The anti-Americanism is a reflection of just how low W., Cheney and company have brought us and probably justified. It is the pivot upon which the book turns.
The best I read, and I read a lot, say we have gone over the edge and that the ecosystem of which we are an integral part is broken. Schätzing gives us a happy ending that will or has increased sales, but there are a few things that the book underlines that are much more significant than “they lived happily ever after”.
1. We seem totally unable to sustain a long view – this is well dramatized by the total memory of the ocean species Schätzing creates.
2. “People are losing their significance. Everyone’s replaceable. There are no ideals any more, and without ideals, there’s nothing to make us more important than we are.” (p. 299)
3. “The problem… is that our first simulation was based on largely linear assumptions. But real life isn’t linear. We’re dealing with developments that are chaotic, and, in some cases exponential.” (p. 333)
Our present crisis – human created – has introduced us to chaotic and exponential effects. 9/11 and Mumbai are bookends to such effects. Having written seven books in the last four years about what Schätzing has conveyed so well – our sleep in relation what is coming – I got the chills, of ten, as I read The Swarm.
The oligarchy in control has lost control.
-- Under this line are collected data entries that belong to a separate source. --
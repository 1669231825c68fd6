use serde::{Deserialize, Serialize};

use crate::{ModelError, ModelResult, WorkerIndex};

/// Per-worker membership payload injected as `TF_CONFIG`.
///
/// Wire shape is fixed:
/// `{"cluster": {"worker": ["worker0:1999", ...]}, "task": {"type": "worker", "index": 0}}`.
/// Every worker of an attempt carries the same `cluster.worker` list; only
/// `task.index` differs.
#[derive(Clone, Debug, PartialEq, Eq, Serialize, Deserialize)]
pub struct ClusterDescriptor {
    pub cluster: ClusterSpec,
    pub task: TaskSpec,
}

/// Peer list of the cluster, ordered by worker index.
#[derive(Clone, Debug, PartialEq, Eq, Serialize, Deserialize)]
pub struct ClusterSpec {
    pub worker: Vec<String>,
}

/// Role and rank of the process reading the descriptor.
#[derive(Clone, Debug, PartialEq, Eq, Serialize, Deserialize)]
pub struct TaskSpec {
    #[serde(rename = "type")]
    pub kind: TaskType,
    pub index: u32,
}

#[derive(Clone, Copy, Debug, PartialEq, Eq, Serialize, Deserialize)]
#[serde(rename_all = "lowercase")]
pub enum TaskType {
    Worker,
}

impl ClusterDescriptor {
    /// Descriptor for worker `index` over the given peer list.
    pub fn new(peers: Vec<String>, index: WorkerIndex) -> Self {
        Self {
            cluster: ClusterSpec { worker: peers },
            task: TaskSpec {
                kind: TaskType::Worker,
                index: index.get(),
            },
        }
    }

    pub fn peers(&self) -> &[String] {
        &self.cluster.worker
    }

    pub fn index(&self) -> WorkerIndex {
        WorkerIndex::new(self.task.index)
    }

    /// Compact JSON, the form stored in the worker environment.
    pub fn to_json(&self) -> ModelResult<String> {
        serde_json::to_string(self).map_err(|e| ModelError::InvalidDescriptor(e.to_string()))
    }

    /// Parse a descriptor as a worker would read it back.
    ///
    /// Rejects descriptors whose own index falls outside the peer list.
    pub fn from_json(s: &str) -> ModelResult<Self> {
        let desc: Self =
            serde_json::from_str(s).map_err(|e| ModelError::InvalidDescriptor(e.to_string()))?;
        if desc.task.index as usize >= desc.cluster.worker.len() {
            return Err(ModelError::InvalidDescriptor(format!(
                "task index {} outside of {} peers",
                desc.task.index,
                desc.cluster.worker.len()
            )));
        }
        Ok(desc)
    }
}

#[cfg(test)]
mod tests {
    use super::*;

    fn peers() -> Vec<String> {
        vec!["worker0:1999".into(), "worker1:1999".into()]
    }

    #[test]
    fn serializes_to_fixed_wire_shape() {
        let desc = ClusterDescriptor::new(peers(), WorkerIndex::new(1));
        let value = serde_json::to_value(&desc).unwrap();
        assert_eq!(
            value,
            serde_json::json!({
                "cluster": {"worker": ["worker0:1999", "worker1:1999"]},
                "task": {"type": "worker", "index": 1}
            })
        );
    }

    #[test]
    fn to_json_is_compact_and_parses_back() {
        let desc = ClusterDescriptor::new(peers(), WorkerIndex::new(0));
        let json = desc.to_json().unwrap();
        assert_eq!(
            json,
            r#"{"cluster":{"worker":["worker0:1999","worker1:1999"]},"task":{"type":"worker","index":0}}"#
        );
        assert_eq!(ClusterDescriptor::from_json(&json).unwrap(), desc);
    }

    #[test]
    fn from_json_accepts_spaced_input() {
        let json = r#"{"cluster": {"worker": ["worker0:1999"]}, "task": {"type": "worker", "index": 0}}"#;
        let desc = ClusterDescriptor::from_json(json).unwrap();
        assert_eq!(desc.index(), WorkerIndex::new(0));
        assert_eq!(desc.peers(), ["worker0:1999"]);
    }

    #[test]
    fn from_json_rejects_index_out_of_range() {
        let json = r#"{"cluster": {"worker": ["worker0:1999"]}, "task": {"type": "worker", "index": 1}}"#;
        assert!(matches!(
            ClusterDescriptor::from_json(json),
            Err(ModelError::InvalidDescriptor(_))
        ));
    }

    #[test]
    fn from_json_rejects_unknown_task_type() {
        let json = r#"{"cluster": {"worker": ["worker0:1999"]}, "task": {"type": "ps", "index": 0}}"#;
        assert!(ClusterDescriptor::from_json(json).is_err());
    }
}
The chaotic and exponential changes that we are facing due to our environmental insouciance – an environment we don’t control and don’t understand – will overwhelm us and guarantee the contempt of those fated to live in our wake.
We are everywhere surrounded by the provocation of needs, tits everywhere, or the suggestion of tits leading the charge that evokes that “gotta have” need for so many of the things that clutter modern life.
Every time I hear Barack Obama referred to as America’ first black president, I wonder how people buy into such a myth, as I have seen pictures of his very white mother and recently deceased obviously white grandmother.